# knee and elbow pads



## pingey37 (Aug 1, 2011)

Hey ladies - took a pretty nasty spill two weeks ago and pretty much recovered bodily... and almost mentally. But one thing I learned is... I need some padding. SOOOO.... What are ppl out there wearing for cross-country and how much do I really need to wear? 

Scraped up my elbow pretty badly with a definite bone bruise on the point of my elbow and ankle as well as a pretty nasty hematoma on my inner thigh. 

I was looking at the lizard skins and 661... any opinions out there?


----------



## dirtdan (Jun 27, 2011)

Get the ones that prevent this:















But you may have already figured that out.


----------



## WickedGood (Aug 19, 2008)

I have a set of nice raceface elbow/forearm and knee/shin armor.

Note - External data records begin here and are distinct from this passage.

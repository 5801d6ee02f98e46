mod mutate;
mod overdue;
mod types;

pub use types::{Escalation, FollowUpError, OverdueEntry, Reassignment};

use crate::config::Settings;
use crate::model::{
    FollowUp, FollowUpId, FollowUpStatus, LeaveInterval, Salesperson, SalespersonId, Team,
    WorkSchedule, MAX_DELAY_MINUTES,
};
use crate::scheduler::{DueDate, ScheduleRequest, WorkHoursScheduler};
use chrono::{Duration, NaiveDateTime};
use tracing::info;

/// Service de relances : encapsule une Team et ses réglages.
#[derive(Debug, Default)]
pub struct FollowUpService {
    team: Team,
    settings: Settings,
}

impl FollowUpService {
    pub fn new(team: Team, settings: Settings) -> Self {
        Self { team, settings }
    }

    pub fn team(&self) -> &Team {
        &self.team
    }
    pub fn team_mut(&mut self) -> &mut Team {
        &mut self.team
    }
    pub fn settings(&self) -> &Settings {
        &self.settings
    }

    /// Ajoute des vendeurs ; rien n'est ajouté si un handle existe déjà.
    pub fn add_salespeople(&mut self, people: Vec<Salesperson>) -> Result<(), FollowUpError> {
        for (idx, person) in people.iter().enumerate() {
            let taken = self.team.find_by_handle(&person.handle).is_some()
                || people[..idx].iter().any(|p| p.handle == person.handle);
            if taken {
                return Err(FollowUpError::DuplicateSalesperson(person.handle.clone()));
            }
        }
        self.team.salespeople.extend(people);
        Ok(())
    }

    /// Calcule une échéance sans rien enregistrer.
    pub fn plan_due_date(
        &self,
        salesperson: Option<&SalespersonId>,
        base_time: NaiveDateTime,
        delay: Duration,
        now: NaiveDateTime,
    ) -> DueDate {
        let scheduler =
            WorkHoursScheduler::with_options(&self.team, self.settings.schedule_options());
        let person = salesperson.and_then(|id| self.team.find_by_id(id));
        scheduler.plan(ScheduleRequest::new(person, base_time, delay), now)
    }

    /// Crée une relance pour `lead`, échéance calée sur les horaires du vendeur.
    pub fn create_follow_up(
        &mut self,
        lead: &str,
        handle: &str,
        base_time: NaiveDateTime,
        delay: Duration,
        now: NaiveDateTime,
    ) -> Result<FollowUpId, FollowUpError> {
        let person_id = self.salesperson_id(handle)?;
        let due = self.plan_due_date(Some(&person_id), base_time, delay, now);

        let follow_up = FollowUp {
            id: FollowUpId::random(),
            lead: lead.to_string(),
            salesperson: person_id,
            base_time,
            delay_minutes: delay.num_minutes().clamp(0, MAX_DELAY_MINUTES),
            due_at: due.at,
            status: FollowUpStatus::Pending,
            escalation_level: 0,
            reassigned_from: None,
            created_at: now,
            completed_at: None,
        };
        let id = follow_up.id.clone();
        info!(
            follow_up = id.as_str(),
            salesperson = handle,
            due = %due.at,
            outcome = due.outcome.as_str(),
            "follow-up created"
        );
        self.team.follow_ups.push(follow_up);
        Ok(id)
    }

    pub fn complete(&mut self, id: &FollowUpId, now: NaiveDateTime) -> Result<(), FollowUpError> {
        mutate::complete(self, id, now)
    }

    pub fn overdue(&self, now: NaiveDateTime) -> Vec<OverdueEntry> {
        overdue::overdue(self, now)
    }

    pub fn escalate(&mut self, now: NaiveDateTime) -> Vec<Escalation> {
        overdue::escalate(self, now)
    }

    pub fn reassign(
        &mut self,
        id: &FollowUpId,
        to_handle: &str,
        now: NaiveDateTime,
    ) -> Result<Reassignment, FollowUpError> {
        mutate::reassign(self, id, to_handle, now)
    }

    pub fn reassign_overdue(&mut self, now: NaiveDateTime) -> Vec<Reassignment> {
        mutate::reassign_overdue(self, now)
    }

    pub fn reschedule_for(&mut self, salesperson: &SalespersonId, now: NaiveDateTime) -> usize {
        mutate::reschedule_for(self, salesperson, now)
    }

    /// Remplace les horaires d'un vendeur puis recale ses relances en attente.
    pub fn set_schedule(
        &mut self,
        handle: &str,
        schedule: WorkSchedule,
        now: NaiveDateTime,
    ) -> Result<usize, FollowUpError> {
        if !schedule.is_configured() {
            return Err(FollowUpError::InvalidSchedule(
                "at least one workday with end_time after start_time".to_string(),
            ));
        }
        let person = self
            .team
            .find_mut_by_handle(handle)
            .ok_or_else(|| FollowUpError::UnknownSalesperson(handle.to_string()))?;
        person.schedule = Some(schedule);
        let id = person.id.clone();
        Ok(self.reschedule_for(&id, now))
    }

    /// Ajoute un congé ; s'il est approuvé, les relances en attente sont recalées.
    pub fn add_leave(
        &mut self,
        handle: &str,
        leave: LeaveInterval,
        now: NaiveDateTime,
    ) -> Result<usize, FollowUpError> {
        let approved = leave.is_approved();
        let person = self
            .team
            .find_mut_by_handle(handle)
            .ok_or_else(|| FollowUpError::UnknownSalesperson(handle.to_string()))?;
        person.leaves.push(leave);
        let id = person.id.clone();
        if approved {
            Ok(self.reschedule_for(&id, now))
        } else {
            Ok(0)
        }
    }

    fn salesperson_id(&self, handle: &str) -> Result<SalespersonId, FollowUpError> {
        self.team
            .find_by_handle(handle)
            .map(|p| p.id.clone())
            .ok_or_else(|| FollowUpError::UnknownSalesperson(handle.to_string()))
    }
}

But it's just too much for XC so I used to ride without. I had a back wreck in July where I landed on my knee at about 15 mph and busted it wide open. Had to walk almost 2 miles out and get stitches. As it healed I got a deformity in the knee cap and it turns out I fx my knee cap as well. They didn't take xrays at the hospital since I didn't have insurance. Sooooo I learned my $600 (hospital bill) lesson and bought just some Rockgardn knee guards last year's model for 20 bucks. The have fishnets in the back and are totally comfy to climb in. I don't even notice they are there anymore. The elbow got scraped up pretty bad too but I decided to draw the line somewhere. They even come in pink if that floats your boat ;o)


----------